The release date and first trailer have been released for Zero Contact, a sci-fi film starring Anthony Hopkins that's being distributed as a non-fungible token (NFT).

NFTs are cryptographically unique tokens that can be linked to digital content, such as artwork, music, or in this case, a film.

Hopkins' follow-up to his Oscar-winning turn in The Father finds him playing tech billionaire Finley Hart, who posthumously sets five people around the world the task of preventing a "globe-killing disaster event" by shutting down his "most secret invention, a machine that is either the solution to mankind's problems or the end of life on earth."

Compounding their problems, the group's also being stalked by a mysterious nemesis.

The film, produced remotely in 17 different countries during the COVID-19 pandemic, will be released as an NFT through digital distribution and viewing platform Vuele.

Set up in August 2021 in a partnership between production company Enderby Entertainment and fintech firm CurrencyWorks, Vuele is billed as a "direct-to-consumer viewing platform utilizing NFT technology," offering NFTs including feature films, behind the scenes content, bonus features, Q&As and memorabilia.

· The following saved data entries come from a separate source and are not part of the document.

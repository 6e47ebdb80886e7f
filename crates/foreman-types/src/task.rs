use std::path::PathBuf;

use chrono::{DateTime, Utc};
use serde::{Deserialize, Serialize};
use serde_json::Value;

use crate::status::TaskStatus;

/// The primary entity: one unit of work driven through the pipeline.
///
/// Identity is an opaque string (`t123`, `t123.4`, `t123-diag-1`):
/// dot-separated segments encode parent/subtask hierarchy, and a
/// `-diag-N` suffix marks a synthesised diagnostic child.
#[derive(Debug, Clone, Serialize, Deserialize)]
pub struct Task {
    pub id: String,
    pub repo_root: PathBuf,
    pub description: String,
    pub status: TaskStatus,
    pub session: Option<String>,
    pub worktree: Option<PathBuf>,
    pub branch: Option<String>,
    pub log_file: Option<PathBuf>,
    pub retries: u32,
    pub max_retries: u32,
    pub escalation_depth: u32,
    pub max_escalation_depth: u32,
    pub model: Option<String>,
    pub last_error: Option<String>,
    pub pr_url: Option<String>,
    pub issue_url: Option<String>,
    pub diagnostic_of: Option<String>,
    /// Dynamic extension fields: `pre_merge_commit`, `no_pr_retries`,
    /// `triage_result`, and anything a future phase wants to stash without a
    /// migration.
    pub metadata: Value,
    pub created_at: DateTime<Utc>,
    pub started_at: Option<DateTime<Utc>>,
    pub completed_at: Option<DateTime<Utc>>,
    pub updated_at: DateTime<Utc>,
}

impl Task {
    pub fn new(id: impl Into<String>, repo_root: PathBuf, description: impl Into<String>) -> Self {
        let now = Utc::now();
        Self {
            id: id.into(),
            repo_root,
            description: description.into(),
            status: TaskStatus::Queued,
            session: None,
            worktree: None,
            branch: None,
            log_file: None,
            retries: 0,
            max_retries: 3,
            escalation_depth: 0,
            max_escalation_depth: 2,
            model: None,
            last_error: None,
            pr_url: None,
            issue_url: None,
            diagnostic_of: None,
            metadata: Value::Object(Default::default()),
            created_at: now,
            started_at: None,
            completed_at: None,
            updated_at: now,
        }
    }

    /// The dotted prefix identifying this task's sibling group, e.g.
    /// `t300.2` -> `t300`. Tasks with no dot are their own group.
    pub fn parent_prefix(&self) -> &str {
        self.id.split('.').next().unwrap_or(&self.id)
    }

    /// Whether this id was synthesised by the self-healer.
    pub fn is_diagnostic(&self) -> bool {
        self.id.contains("-diag-") || self.diagnostic_of.is_some()
    }

    pub fn metadata_str(&self, key: &str) -> Option<&str> {
        self.metadata.get(key).and_then(Value::as_str)
    }

    pub fn set_metadata(&mut self, key: &str, value: impl Into<Value>) {
        if let Value::Object(map) = &mut self.metadata {
            map.insert(key.to_string(), value.into());
        }
    }
}

#[cfg(test)]
mod tests {
    use super::*;

    #[test]
    fn parent_prefix_splits_on_dot() {
        let t = Task::new("t300.2", PathBuf::from("/repo"), "desc");
        assert_eq!(t.parent_prefix(), "t300");
    }

    #[test]
    fn parent_prefix_is_whole_id_without_dot() {
        let t = Task::new("t005", PathBuf::from("/repo"), "desc");
        assert_eq!(t.parent_prefix(), "t005");
    }

    #[test]
    fn is_diagnostic_detects_suffix() {
        let t = Task::new("t005-diag-1", PathBuf::from("/repo"), "desc");
        assert!(t.is_diagnostic());
        let t2 = Task::new("t005", PathBuf::from("/repo"), "desc");
        assert!(!t2.is_diagnostic());
    }

    #[test]
    fn metadata_roundtrips_through_json() {
        let mut t = Task::new("t1", PathBuf::from("/repo"), "desc");
        t.set_metadata("pre_merge_commit", "abc123");
        assert_eq!(t.metadata_str("pre_merge_commit"), Some("abc123"));
    }
}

Zero Contact producer Rick Dugdale announced that a limited run of Zero Contact NFTs will be released, with extras varying from token to token depending on the price point. “It creates scarcity in copies of the film, and protects against piracy,” Dugdale told film industry publication Deadline

Buyers will be able to purchase the NFT of Zero Contact using either cryptocurrency or credit cards.

NFTs and film

Like other creative industries, the film business is waking up to the potential of NFTs. Initially, that's seen film franchises spinning out digital artworks and collectibles based on their IP, with NFTs inspired by The Godfather, Godzilla vs. Kong, and Kevin Smith's View Askewniverse dropping through 2020 and 2021.

But now, a growing number of film-makers are looking to NFTs to fund their work; the indie director Jim Cummings is auctioning off an NFT of the script to his film Thunder Road to fund future films, while crypto documentary Ethereum: The Infinite Garden is being crowdfunded through a sale of NFTs on blockchain blogging platform Mirror.

But perhaps the most interesting avenue for film NFTs is as a means of distribution, affording true ownership over digital copies of films.

Buy a film from a digital platform such as Amazon Prime Video, and you don't actually own it, as Amazon argued in a California court in 2020. With NFTs, that's not the case; rather than a content license, you're actually purchasing the content itself (assuming it's properly preserved on-chain).

With NFTs able to represent any form of digital content, it looks likely that—as with the early Internet—they'll move from being a distribution platform for digital art, to music and then to film. Zero Contact may be the first feature film to be released as an NFT, but it's certainly not going to be the last.

Alongside Hopkins, Zero Contact also stars Veronica Ferres, Aleks Paunovic, Lilly Krug, TJ Kayama, and Martin Sternmark. Zero Contact will be released on September 24.